DATA SHOWN:
// system-tests/tests/suites/business_logic.rs
// ============================================================================
// Module: Business Logic Tests
// Description: Successful channel creation.
// Purpose: Pin the 201 success envelope.
// Dependencies: system-tests helpers, channel-probe-client, channel-probe-contract
// ============================================================================

use channel_probe_client::CreateChannelBody;
use channel_probe_contract::ExpectedOutcome;
use helpers::harness::DynError;
use helpers::harness::ProbeSession;
use helpers::harness::expect_outcome;

use crate::helpers;

#[tokio::test(flavor = "multi_thread")]
async fn valid_body_creates_channel() -> Result<(), DynError> {
    let body = CreateChannelBody::new("Test Channel").to_value()?;
    let session = ProbeSession::start("valid_body_creates_channel").await?;
    let outcome = session
        .create_channel(&session.session_header(), &body)
        .await
        .and_then(|response| expect_outcome(&response, &ExpectedOutcome::Created));
    let outcome = outcome.and_then(|()| match session.stub() {
        Some(stub) => {
            let channels = stub.channels();
            match channels.as_slice() {
                [channel] if channel["name"] == "Test Channel" => Ok(()),
                _ => Err(format!("stub recorded unexpected channels: {}", channels.len()).into()),
            }
        }
        None => Ok(()),
    });
    session.finish(outcome).await
}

TASK DETAILS: The entire listing is to be reproduced without alteration.

FINISHED EXERCISE:
// system-tests/tests/suites/business_logic.rs
// ============================================================================
// Module: Business Logic Tests
// Description: Successful channel creation.
// Purpose: Pin the 201 success envelope.
// Dependencies: system-tests helpers, channel-probe-client, channel-probe-contract
// ============================================================================

use channel_probe_client::CreateChannelBody;
use channel_probe_contract::ExpectedOutcome;
use helpers::harness::DynError;
use helpers::harness::ProbeSession;
use helpers::harness::expect_outcome;

use crate::helpers;

#[tokio::test(flavor = "multi_thread")]
async fn valid_body_creates_channel() -> Result<(), DynError> {
    let body = CreateChannelBody::new("Test Channel").to_value()?;
    let session = ProbeSession::start("valid_body_creates_channel").await?;
    let outcome = session
        .create_channel(&session.session_header(), &body)
        .await
        .and_then(|response| expect_outcome(&response, &ExpectedOutcome::Created));
    let outcome = outcome.and_then(|()| match session.stub() {
        Some(stub) => {
            let channels = stub.channels();
            match channels.as_slice() {
                [channel] if channel["name"] == "Test Channel" => Ok(()),
                _ => Err(format!("stub recorded unexpected channels: {}", channels.len()).into()),
            }
        }
        None => Ok(()),
    });
    session.finish(outcome).await
}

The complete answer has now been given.